Requirement » Set down, please, without alteration, the lines of the entries below from the first through the one containing "licenses this file".
========================================================================
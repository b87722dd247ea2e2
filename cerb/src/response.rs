// Licensed to the Apache Software Foundation (ASF) under one
// or more contributor license agreements.  See the NOTICE file
// distributed with this work for additional information
// regarding copyright ownership.  The ASF licenses this file
// to you under the Apache License, Version 2.0 (the
// "License"); you may not use this file except in compliance
// with the License.  You may obtain a copy of the License at
//
//   http://www.apache.org/licenses/LICENSE-2.0
//
// Unless required by applicable law or agreed to in writing,
// software distributed under the License is distributed on an
// "AS IS" BASIS, WITHOUT WARRANTIES OR CONDITIONS OF ANY
// KIND, either express or implied.  See the License for the
// specific language governing permissions and limitations
// under the License.

//! Interpret Cerb response bodies.
//!
//! Cerb answers application errors with HTTP 200 and an envelope such as
//! `{"__status":"error","message":"Access denied!"}`, so the body decides
//! the outcome, not the status code.

use serde::de::DeserializeOwned;
use serde::Deserialize;

use cerb_core::{Error, Result};

const SUCCESS: &str = "success";
const SUCCESS_MARKER: &str = r#""__status":"success""#;

/// Longest prefix of a body kept in error context.
const BODY_EXCERPT_LEN: usize = 256;

#[derive(Debug, Deserialize)]
struct Envelope {
    #[serde(rename = "__status")]
    status: Option<String>,
    #[serde(default)]
    message: Option<String>,
}

/// Interpret a 200 response body as `T`.
///
/// - A body with the success marker is decoded as `T`.
/// - A body that is not JSON, or lacks `__status`, is `MalformedResponse`.
/// - A body whose `__status` is anything but `success` is `Remote`.
pub fn parse_response<T: DeserializeOwned>(body: &[u8]) -> Result<T> {
    let text = String::from_utf8_lossy(body);
    if text.contains(SUCCESS_MARKER) {
        return decode(body);
    }

    let envelope: Envelope = serde_json::from_slice(body).map_err(|e| {
        Error::malformed_response("response body is not a json envelope")
            .with_context("body", excerpt(&text))
            .with_source(e)
    })?;

    match envelope.status.as_deref() {
        Some(SUCCESS) => decode(body),
        Some(status) => Err(Error::remote(
            status,
            envelope.message.unwrap_or_default(),
        )),
        None => Err(Error::malformed_response("response envelope has no __status")
            .with_context("body", excerpt(&text))),
    }
}

fn decode<T: DeserializeOwned>(body: &[u8]) -> Result<T> {
    serde_json::from_slice(body).map_err(|e| {
        Error::malformed_response("failed to decode successful response")
            .with_context("body", excerpt(&String::from_utf8_lossy(body)))
            .with_source(e)
    })
}

fn excerpt(s: &str) -> &str {
    match s.char_indices().nth(BODY_EXCERPT_LEN) {
        Some((idx, _)) => &s[..idx],
        None => s,
    }
}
========================================================================
Solution »
repository b87722dd247ea2e2
filename cerb/src/response.rs
// Licensed to the Apache Software Foundation (ASF) under one
// or more contributor license agreements.  See the NOTICE file
// distributed with this work for additional information
// regarding copyright ownership.  The ASF licenses this file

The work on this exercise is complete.